Vermeidbare Verletzungen durch den Helfer, insbesonders wenn der Druck nicht direkt am korrekten Druckpunkt von oben ausgeübt wird; die Schultern des Helfers müssen sich direkt über dem Brustbein des Patienten befinden.
Grundsätzlich sind aber manche Verletzungen, insbesonders Rippenfrakturen, auch bei korrekt durchgeführter Reanimation, meist unvermeidbar.

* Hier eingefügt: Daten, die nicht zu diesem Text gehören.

//! # Sync Error Types
//!
//! Error types for remote calls and sync operations.
//!
//! ## Error Hierarchy
//! ```text
//! ┌─────────────────────────────────────────────────────────────────────────┐
//! │                       Sync Error Categories                             │
//! │                                                                         │
//! │  ClientError (one remote call)                                         │
//! │  ┌─────────────────┐  ┌─────────────────┐  ┌─────────────────────────┐ │
//! │  │  Configuration  │  │   Transport     │  │     RemoteApi           │ │
//! │  │                 │  │                 │  │                         │ │
//! │  │  missing key    │  │  DNS / connect  │  │  non-2xx with JSON      │ │
//! │  │  bad base URL   │  │  timeout        │  │  2xx with status=fail   │ │
//! │  │                 │  │  HTML error page│  │  code + message kept    │ │
//! │  └─────────────────┘  └─────────────────┘  └─────────────────────────┘ │
//! │  ┌─────────────────┐  ┌─────────────────┐                              │
//! │  │  MissingFile    │  │ InvalidRequest  │  (rejected before sending)   │
//! │  └─────────────────┘  └─────────────────┘                              │
//! │                                                                         │
//! │  SyncError (one reconciliation or config load)                         │
//! │  ┌─────────────────┐  ┌─────────────────┐  ┌─────────────────────────┐ │
//! │  │  Config         │  │  Client(..)     │  │  PageRolledBack         │ │
//! │  │  InvalidConfig  │  │  fetching the   │  │  fatal store failure,   │ │
//! │  │  ConfigLoad     │  │  page failed    │  │  nothing persisted      │ │
//! │  └─────────────────┘  └─────────────────┘  └─────────────────────────┘ │
//! └─────────────────────────────────────────────────────────────────────────┘
//! ```

use std::path::PathBuf;

use ruten_core::{ConfigurationError, CoreError, EntityKind, StoreError, ValidationError};
use ruten_db::DbError;
use thiserror::Error;

/// Result type alias for sync operations.
pub type SyncResult<T> = Result<T, SyncError>;

/// Result type alias for remote calls.
pub type ClientResult<T> = Result<T, ClientError>;

/// Result type alias for catalog service operations.
pub type ServiceResult<T> = Result<T, ServiceError>;

// =============================================================================
// Client Error
// =============================================================================

/// Failure of a single remote call.
///
/// The transport never retries; every variant reaches the caller.
#[derive(Debug, Clone, PartialEq, Eq, Error)]
pub enum ClientError {
    /// The client could not be built, or was never configured.
    #[error("Configuration error: {0}")]
    Configuration(#[from] ConfigurationError),

    /// The request never reached the marketplace, or the answer was unreadable.
    ///
    /// ## When This Occurs
    /// - DNS, connect or read timeout
    /// - Non-2xx answer whose body is not JSON (proxy error pages)
    /// - 2xx answer whose body is not JSON
    #[error("Transport error on {endpoint}: {message}")]
    Transport {
        endpoint: String,
        status: Option<u16>,
        message: String,
        correlation_id: Option<String>,
    },

    /// The marketplace answered with a structured failure.
    #[error("Remote API error on {endpoint} (HTTP {status}{}): {message}", code.as_deref().map(|c| format!(", code {}", c)).unwrap_or_default())]
    RemoteApi {
        endpoint: String,
        status: u16,
        code: Option<String>,
        message: String,
    },

    /// A file named for upload does not exist. Nothing was sent.
    #[error("File not found: {}", path.display())]
    MissingFile { path: PathBuf },

    /// The request was rejected locally before signing.
    #[error("Invalid request: {0}")]
    InvalidRequest(String),
}

impl ClientError {
    /// True when the call never produced an interpretable answer.
    pub fn is_transport(&self) -> bool {
        matches!(self, ClientError::Transport { .. })
    }

    /// True when the marketplace rejected the call.
    pub fn is_remote(&self) -> bool {
        matches!(self, ClientError::RemoteApi { .. })
    }

    /// HTTP status of the answer, when there was one.
    pub fn status(&self) -> Option<u16> {
        match self {
            ClientError::Transport { status, .. } => *status,
            ClientError::RemoteApi { status, .. } => Some(*status),
            _ => None,
        }
    }

    /// Marketplace error code, when one was given.
    pub fn remote_code(&self) -> Option<&str> {
        match self {
            ClientError::RemoteApi { code, .. } => code.as_deref(),
            _ => None,
        }
    }
}

// =============================================================================
// Sync Error
// =============================================================================

/// Sync error type covering configuration loading and reconciliation.
#[derive(Debug, Error)]
pub enum SyncError {
    // =========================================================================
    // Configuration Errors
    // =========================================================================
    /// Invalid sync configuration.
    #[error("Invalid sync configuration: {0}")]
    InvalidConfig(String),

    /// Failed to load config file.
    #[error("Failed to load config: {0}")]
    ConfigLoadFailed(String),

    // =========================================================================
    // Remote Errors
    // =========================================================================
    /// Fetching the page from the marketplace failed. No local changes.
    #[error(transparent)]
    Client(#[from] ClientError),

    // =========================================================================
    // Store Errors
    // =========================================================================
    /// The store could not open a page transaction. No local changes.
    #[error("Store unavailable: {0}")]
    Store(#[from] StoreError),

    /// A fatal store failure forced the whole page to be rolled back.
    #[error("Sync of {kind} page rolled back: {reason}")]
    PageRolledBack { kind: EntityKind, reason: String },
}

impl SyncError {
    /// Checks if this error might succeed if retried.
    ///
    /// Only transport-level failures qualify. Nothing in this crate retries
    /// on its own; callers decide.
    pub fn is_retryable(&self) -> bool {
        matches!(self, SyncError::Client(ClientError::Transport { .. }))
    }

    /// Checks if this is a configuration error (user action required).
    pub fn is_config_error(&self) -> bool {
        matches!(
            self,
            SyncError::InvalidConfig(_)
                | SyncError::ConfigLoadFailed(_)
                | SyncError::Client(ClientError::Configuration(_))
        )
    }
}

// =============================================================================
// Service Error
// =============================================================================

/// Failure of the local step of a catalog operation.
///
/// Remote failures during outward propagation are not errors; they come back
/// as a degraded mirror status. `Remote` is only used by operations that are
/// purely remote (image upload, order detail).
#[derive(Debug, Error)]
pub enum ServiceError {
    #[error(transparent)]
    Core(#[from] CoreError),

    #[error(transparent)]
    Database(#[from] DbError),

    #[error(transparent)]
    Remote(#[from] ClientError),
}

impl From<ValidationError> for ServiceError {
    fn from(err: ValidationError) -> Self {
        ServiceError::Core(CoreError::Validation(err))
    }
}

// =============================================================================
// Error Conversions
// =============================================================================

impl From<url::ParseError> for SyncError {
    fn from(err: url::ParseError) -> Self {
        SyncError::InvalidConfig(format!("invalid URL: {}", err))
    }
}

impl From<toml::de::Error> for SyncError {
    fn from(err: toml::de::Error) -> Self {
        SyncError::ConfigLoadFailed(err.to_string())
    }
}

Ruckartiger Druck: Zu kurze Auswurfphase
Alternativen#
Thoraxkompressionsgeräte#
Die manuelle Herzdruckmassage kann auch automatisiert mittels eines Thoraxkompressionsgeräts durchgeführt werden. Studienmäßig konnte zwar kein klarer Vorteil bei der routinemäßigen Verwendung automatischer Thoraxkompressionsgeräte nachgewiesen werden, jedoch kann die Verwendung aus organisatorischen und logistischen Gründen sinnvoll sein (protrahierte Reanimation nach Lyse-Therapie, laufende Reanimation während Bergung, Reanimation im fahrenden Fahrzeug bzw. im Hubschrauber, Reanimation während Verlegung auf eine Intensivstation oder Katheterlabor, …). Dies ist inbesonders auch aus der Perspektive des Mitarbeiterschutz zu sehen. Das ERC sieht diese Geräte als sinnvolle Möglichkeit an wenn die Durchführung einer anhaltend guten Herzdruckmassage nicht praktikabel ist oder die Sicherheit der Helfer gefährdet.

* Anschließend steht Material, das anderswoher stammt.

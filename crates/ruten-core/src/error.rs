//! # Error Types
//!
//! Domain-specific error types for ruten-core.
//!
//! ## Error Hierarchy
//! ```text
//! ┌─────────────────────────────────────────────────────────────────────────┐
//! │                         Error Types                                     │
//! │                                                                         │
//! │  ruten-core errors (this file)                                         │
//! │  ├── CoreError           - General domain errors                       │
//! │  ├── ValidationError     - Input validation failures                   │
//! │  ├── ConfigurationError  - Missing/invalid credential material         │
//! │  └── DecodeError         - Remote record could not be decoded          │
//! │                                                                         │
//! │  store errors (store.rs)                                               │
//! │  └── StoreError          - Record-level vs fatal persistence failures  │
//! │                                                                         │
//! │  ruten-db / ruten-sync errors (separate crates)                        │
//! │  ├── DbError             - Database operation failures                 │
//! │  └── ClientError         - Signed request failures                     │
//! │                                                                         │
//! │  Flow: ValidationError → CoreError → ApiError → HTTP response          │
//! └─────────────────────────────────────────────────────────────────────────┘
//! ```

use thiserror::Error;

// =============================================================================
// Core Error
// =============================================================================

/// Core business logic errors.
#[derive(Debug, Error)]
pub enum CoreError {
    /// A local record cannot be found.
    #[error("{entity} not found: {id}")]
    NotFound { entity: String, id: String },

    /// The operation conflicts with the current state of the record.
    ///
    /// ## When This Occurs
    /// - Deleting a category that still has child categories
    /// - Uploading images for a product that was never pushed to the remote
    #[error("Conflict: {0}")]
    Conflict(String),

    /// Validation error (wraps ValidationError).
    #[error("Validation error: {0}")]
    Validation(#[from] ValidationError),
}

impl CoreError {
    /// Creates a NotFound error.
    pub fn not_found(entity: impl Into<String>, id: impl Into<String>) -> Self {
        CoreError::NotFound {
            entity: entity.into(),
            id: id.into(),
        }
    }
}

// =============================================================================
// Validation Error
// =============================================================================

/// Input validation errors.
#[derive(Debug, Clone, PartialEq, Eq, Error)]
pub enum ValidationError {
    /// A required field is missing or empty.
    #[error("{field} is required")]
    Required { field: String },

    /// Field value is too long.
    #[error("{field} must be at most {max} characters")]
    TooLong { field: String, max: usize },

    /// Numeric value must not be negative.
    #[error("{field} must not be negative")]
    MustNotBeNegative { field: String },

    /// Value is not one of the accepted options.
    #[error("{field} must be one of: {allowed}")]
    NotAllowed { field: String, allowed: String },

    /// Invalid format (e.g., malformed amount, bad date).
    #[error("{field} has invalid format: {reason}")]
    InvalidFormat { field: String, reason: String },
}

// =============================================================================
// Configuration Error
// =============================================================================

/// Configuration problems detected while building a client.
///
/// ## When This Occurs
/// - One of the three credential components is missing or blank
/// - The remote base URL does not parse
///
/// These are never retryable: the process has to be reconfigured.
#[derive(Debug, Clone, PartialEq, Eq, Error)]
pub enum ConfigurationError {
    /// A credential component is absent.
    #[error("Missing credential component: {0}")]
    MissingCredential(&'static str),

    /// Any other invalid setting.
    #[error("Invalid configuration: {0}")]
    Invalid(String),
}

// =============================================================================
// Decode Error
// =============================================================================

/// A remote record could not be turned into a [`crate::remote::RemoteRecord`].
#[derive(Debug, Clone, PartialEq, Eq, Error)]
pub enum DecodeError {
    /// The payload element was not a JSON object.
    #[error("record is not a JSON object")]
    NotAnObject,

    /// The join key is missing or empty.
    #[error("missing external id field '{0}'")]
    MissingExternalId(&'static str),

    /// A field is present with the wrong shape.
    #[error("invalid field '{field}': {reason}")]
    InvalidField { field: &'static str, reason: String },
}

/// Result alias for core operations.
pub type CoreResult<T> = Result<T, CoreError>;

Extrakorporale Verfahren – ECPR#
Extrakorporale Verfahren (Herz-Lungen-Maschine, Extra-Corporal Membrane Oxygenation (ECMO)) können mittels eines Gefäßzugangs, einer Pumpe und eines Oxygenators sowohl einen adäquaten Kreislauf, als auch eine adäquate Oxygenierung sicherstellen und somit die Funktion des Herzens und der Lunge übernehmen. Diese Technik ist jedoch sehr schulungs- und ressourcenintensiv. Die Extrakorporale CPR (ECPR) kann bei ausgewählten Erwachsenen mit IHCA oder OHCA als Rescue-Therapie erwogen werden, wenn unter konventioneller CPR kein ROSC erreicht wird und ein entsprechend erfahrenes System mit geeigneter Infrastruktur verfügbar ist. ECPR ist keine Routineintervention für alle Reanimationspatienten, sondern eine hochspezialisierte Maßnahme für selektionierte Fälle und etablierte Zentren. Wenn eine ECPR-Strategie etabliert werden soll, muss die Entscheidung hierzu frühzeitig erfolgen. Inbesondere in Systemen, wo vor Ort keine ECPR-Möglichkeit besteht und der Patient erst einem Zentrum zugeführt werden muss, ist eine nahezu perfekte Transportlogistik und mechanische CPR bis zur ECPR notwendig.